The basic Mesoamerican system for recording time makes use of two calendars, a 365-day solar calendar called the Haab and a 260-day ritual calendar known as the Tzolkin.
The Haab, or solar calendar, is similar to the one we use today. It has 19 named months. Months are made up of numbered days. The difference is that 18 months all have twenty days and the 19th month has only five days. The 5 days of the 19th month, Wayeb, are considered unlucky days. The word Wayeb means straw mat or where the year goes to sleep. Woe to those born during Wayeb.
Tzolkin is the 260-day ritual calendar. It is made up of 13 numbers that combine with twenty names. The first day has, as its name, the first number and the first name --1 Imix. The second day has the second number and the second name -- 2 Ik -- and so on. It has no months. The numbers and names get scrambled upon getting to the fourteenth day whose name is the first number and the fourteenth name in the list. Total possible combinations are 13x20=260.

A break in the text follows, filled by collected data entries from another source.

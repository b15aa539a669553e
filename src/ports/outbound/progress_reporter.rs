/// ProgressReporter port for run progress output
///
/// Progress goes to a side channel (stderr in the CLI) so it never
/// interferes with document output.
pub trait ProgressReporter {
    /// Reports an intermediate progress message.
    fn report(&self, message: &str);

    /// Reports the final completion message of a run.
    fn report_completion(&self, message: &str);
}
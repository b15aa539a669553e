use crate::shared::Result;
use std::path::Path;

/// ToolFolderReader port for enumerating per-tool documents
///
/// Abstracts "enumerate all per-tool JSON documents in a directory,
/// sorted by file name". An empty directory yields an empty list, not
/// an error.
pub trait ToolFolderReader {
    /// Returns `(file_name, content)` pairs for every `.json` document
    /// in `dir`, sorted by file name.
    ///
    /// # Errors
    /// Returns an error if the directory cannot be read or any document
    /// in it cannot be read.
    fn list_tool_documents(&self, dir: &Path) -> Result<Vec<(String, String)>>;
}
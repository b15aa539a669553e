/// Ports - interface definitions between the application core and infrastructure
pub mod outbound;
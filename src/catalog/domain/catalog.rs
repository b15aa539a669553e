use serde::{Deserialize, Serialize};

use super::ToolEntry;

/// The consolidated catalogue envelope (`tools.json`).
///
/// Key order is fixed by field declaration order: `$schema`,
/// `specVersion`, `last_updated`, optional `license`, `tools`. The
/// licence block only appears in catalogues produced by `assemble`.
#[derive(Debug, Clone, Serialize, Deserialize)]
pub struct Catalog {
    #[serde(rename = "$schema")]
    pub schema: String,
    #[serde(rename = "specVersion")]
    pub spec_version: String,
    pub last_updated: String,
    #[serde(default, skip_serializing_if = "Option::is_none")]
    pub license: Option<CatalogLicense>,
    #[serde(default)]
    pub tools: Vec<ToolEntry>,
}

/// Licence metadata attached to assembled catalogues.
#[derive(Debug, Clone, PartialEq, Serialize, Deserialize)]
pub struct CatalogLicense {
    pub id: String,
    pub name: String,
    pub url: String,
}

impl CatalogLicense {
    /// The catalogue content licence, CC BY-SA 4.0.
    pub fn cc_by_sa_4() -> Self {
        Self {
            id: "CC-BY-SA-4.0".to_string(),
            name: "Creative Commons Attribution-ShareAlike 4.0 International".to_string(),
            url: "https://creativecommons.org/licenses/by-sa/4.0/".to_string(),
        }
    }
}

/// The per-tool document wrapper (`tools/<name>.json`).
#[derive(Debug, Clone, Serialize, Deserialize)]
pub struct ToolDocument {
    #[serde(rename = "$schema")]
    pub schema: String,
    #[serde(rename = "specVersion")]
    pub spec_version: String,
    pub tool: ToolEntry,
}

#[cfg(test)]
mod tests {
    use super::*;
    use crate::config::{CATALOG_SCHEMA_URI, SPEC_VERSION, TOOL_SCHEMA_URI};

    #[test]
    fn test_catalog_key_order() {
        let catalog = Catalog {
            schema: CATALOG_SCHEMA_URI.to_string(),
            spec_version: SPEC_VERSION.to_string(),
            last_updated: "2025-01-01T00:00:00Z".to_string(),
            license: Some(CatalogLicense::cc_by_sa_4()),
            tools: vec![],
        };
        let json = serde_json::to_string(&catalog).unwrap();
        let schema_pos = json.find("\"$schema\"").unwrap();
        let version_pos = json.find("\"specVersion\"").unwrap();
        let updated_pos = json.find("\"last_updated\"").unwrap();
        let license_pos = json.find("\"license\"").unwrap();
        let tools_pos = json.find("\"tools\"").unwrap();
        assert!(schema_pos < version_pos);
        assert!(version_pos < updated_pos);
        assert!(updated_pos < license_pos);
        assert!(license_pos < tools_pos);
    }

    #[test]
    fn test_catalog_without_license_omits_key() {
        let catalog = Catalog {
            schema: CATALOG_SCHEMA_URI.to_string(),
            spec_version: SPEC_VERSION.to_string(),
            last_updated: "2025-01-01T00:00:00Z".to_string(),
            license: None,
            tools: vec![],
        };
        let json = serde_json::to_string(&catalog).unwrap();
        assert!(!json.contains("\"license\""));
    }

    #[test]
    fn test_catalog_deserializes_without_license() {
        let json = format!(
            r#"{{"$schema": "{}", "specVersion": "2.0", "last_updated": "2025-01-01T00:00:00Z", "tools": []}}"#,
            CATALOG_SCHEMA_URI
        );
        let catalog: Catalog = serde_json::from_str(&json).unwrap();
        assert!(catalog.license.is_none());
        assert!(catalog.tools.is_empty());
    }

    #[test]
    fn test_tool_document_shape() {
        let doc = ToolDocument {
            schema: TOOL_SCHEMA_URI.to_string(),
            spec_version: SPEC_VERSION.to_string(),
            tool: ToolEntry {
                name: "trivy".to_string(),
                ..ToolEntry::default()
            },
        };
        let json = serde_json::to_string(&doc).unwrap();
        assert!(json.contains("tool-center-v2.tool.schema.json"));
        assert!(json.contains("\"tool\":{\"name\":\"trivy\""));
    }

    #[test]
    fn test_cc_by_sa_license_constant() {
        let license = CatalogLicense::cc_by_sa_4();
        assert_eq!(license.id, "CC-BY-SA-4.0");
        assert!(license.url.contains("by-sa/4.0"));
    }
}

It sounds complicated to have two calendars progressing simultaneously but we do the same thing. We have a 365-day calendar of the year and a seven-day calendar of the week and we have no problem keeping track of two calendars at the same time. Indeed the Tzolkin is a bit more complicated than our calendar of the week but Mesoamericans were as accustomed to their calendars as we are to ours and had no more trouble than we do.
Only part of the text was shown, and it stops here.